Vivette Grey-Thomas, a resident of Buff Bay, said the hospital is urgently needed as the health centre is not adequate.
“I remember when we could go to the Buff Bay Hospital any time of day or night and get medical attention,” said Grey-Thomas, who gave birth to six children at the facility.
Then, she said, the hospital had a full-fledged operating theatre and could deal with just about most major medical conditions.
“Now, it is very hard for people to travel to Annotto Bay or Port Antonio, and so it is essential to have our own hospital here,” she said.

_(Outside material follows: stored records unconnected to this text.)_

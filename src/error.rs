//! Errors of the scene pipeline

use thiserror::Error;

use crate::layout::LayoutError;
use crate::scene::SceneError;

/// Errors that can occur while loading and laying out a scene
#[derive(Debug, Error)]
pub enum Error {
    /// The scene could not be read or built
    #[error("scene error: {0}")]
    Scene(#[from] SceneError),

    /// Error during layout
    #[error("layout error: {0}")]
    Layout(#[from] LayoutError),
}

#[cfg(test)]
mod tests {
    use super::*;
    use crate::layout::WidgetId;

    #[test]
    fn test_layout_error_wraps() {
        let err: Error = LayoutError::not_a_container(WidgetId(4)).into();
        assert_eq!(err.to_string(), "layout error: widget #4 is not a container");
    }
}
/// Equal gaps between consecutive visible widgets and the chain's ends
fn apply_spread(
    tree: &WidgetTree,
    system: &mut dyn LinearSystem,
    chain: &ChainHead,
    first_target: Option<AnchorRef>,
    last_target: Option<AnchorRef>,
) {
    let o = chain.orientation;
    let all_match = chain.match_count > 0 && chain.widgets_count == chain.match_count;
    let strength = policy::chain_spacing(ChainStyle::Spread, all_match);
    let visible = visible_widgets(tree, chain);

    for (i, &id) in visible.iter().enumerate() {
        let previous = i.checked_sub(1).map(|p| visible[p]);
        let next = visible.get(i + 1).copied();
        let begin = AnchorRef::new(id, o.begin());
        let end = AnchorRef::new(id, o.end());
        let begin_target = match previous {
            Some(p) => Some(AnchorRef::new(p, o.end())),
            None => first_target,
        };
        let next_anchor = match next {
            Some(n) => Some(AnchorRef::new(n, o.begin())),
            None => last_target,
        };
        let (Some(begin_target), Some(next_anchor)) = (begin_target, next_anchor) else {
            continue;
        };
        let mut begin_margin = tree.effective_margin(begin);
        if let Some(p) = previous {
            begin_margin += tree.effective_margin(AnchorRef::new(p, o.end()));
        }
        let mut end_margin = tree.effective_margin(end);
        if next.is_some() {
            end_margin += tree.effective_margin(next_anchor);
        }
        let begin_var = var(system, id, o.begin());
        let begin_target_var = var(system, begin_target.widget, begin_target.kind);
        let next_var = var(system, next_anchor.widget, next_anchor.kind);
        let end_var = var(system, id, o.end());
        system.add_centering(
            begin_var,
            begin_target_var,
            begin_margin,
            0.5,
            next_var,
            end_var,
            end_margin,
            strength,
        );
    }
}

/// Interior widgets spread evenly, the ends stick to the chain's targets
fn apply_spread_inside(
    tree: &WidgetTree,
    system: &mut dyn LinearSystem,
    chain: &ChainHead,
    first_target: Option<AnchorRef>,
    last_target: Option<AnchorRef>,
) {
    let o = chain.orientation;
    let visible = visible_widgets(tree, chain);
    let all_match = chain.match_count > 0 && chain.widgets_count == chain.match_count;
    let strength = policy::chain_spacing(ChainStyle::SpreadInside, all_match);

    for window in visible.windows(3) {
        let [prev, id, next] = [window[0], window[1], window[2]];
        let begin = AnchorRef::new(id, o.begin());
        let end = AnchorRef::new(id, o.end());
        let begin_var = var(system, id, o.begin());
        let end_var = var(system, id, o.end());
        let prev_end = var(system, prev, o.end());
        let next_begin = var(system, next, o.begin());
        let begin_margin =
            tree.effective_margin(begin) + tree.effective_margin(AnchorRef::new(prev, o.end()));
        let end_margin =
            tree.effective_margin(end) + tree.effective_margin(AnchorRef::new(next, o.begin()));
        system.add_centering(
            begin_var,
            prev_end,
            begin_margin,
            0.5,
            next_begin,
            end_var,
            end_margin,
            strength,
        );
    }

    let (Some(first_visible), Some(last_visible)) = (chain.first_visible, chain.last_visible) else {
        return;
    };
    if let Some(target) = first_target {
        let begin = AnchorRef::new(first_visible, o.begin());
        let begin_var = var(system, first_visible, o.begin());
        let target_var = var(system, target.widget, target.kind);
        system.add_equality(begin_var, target_var, tree.effective_margin(begin), Strength::Equality);
    }
    if let Some(target) = last_target {
        let end = AnchorRef::new(last_visible, o.end());
        let end_var = var(system, last_visible, o.end());
        let target_var = var(system, target.widget, target.kind);
        system.add_equality(end_var, target_var, -tree.effective_margin(end), Strength::Equality);
    }
}

fn visible_widgets(tree: &WidgetTree, chain: &ChainHead) -> Vec<WidgetId> {
    let axis = chain.orientation.index();
    let mut visible = Vec::with_capacity(chain.visible_count);
    let mut current = Some(chain.first);
    while let Some(id) = current {
        if !tree.widget(id).is_gone() {
            visible.push(id);
        }
        current = tree.widget(id).pass.chain_next[axis];
    }
    visible
}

Added to that, Grey-Thomas said residents of Portland are sometimes refused service at Annotto Bay by staff who believe they should utilise the health facility in their parish.
“When we go to Annotto Bay dem don’t want to look at us because dem say we fi go Port Antonio, but some people, especially the elderly with arthritis, don’t like to climb the hill to go to Port Antonio Hospital,” she said.
Others, she said, simply cannot afford the $260 to get to Port Antonio and the added $50 taxi operators charge to transport persons up the hill.
Those hoping to be seen by the doctor at Buff Bay Health Centre have to leave home at dawn to get there ahead of the crowd.
“People have to go there from well early to get a number because them nah see no more than 30 persons each day,” she said.
She explained further that the lucky few who get to see the one doctor at the health centre are sometimes forced to travel to Port Antonio to have their prescriptions filled.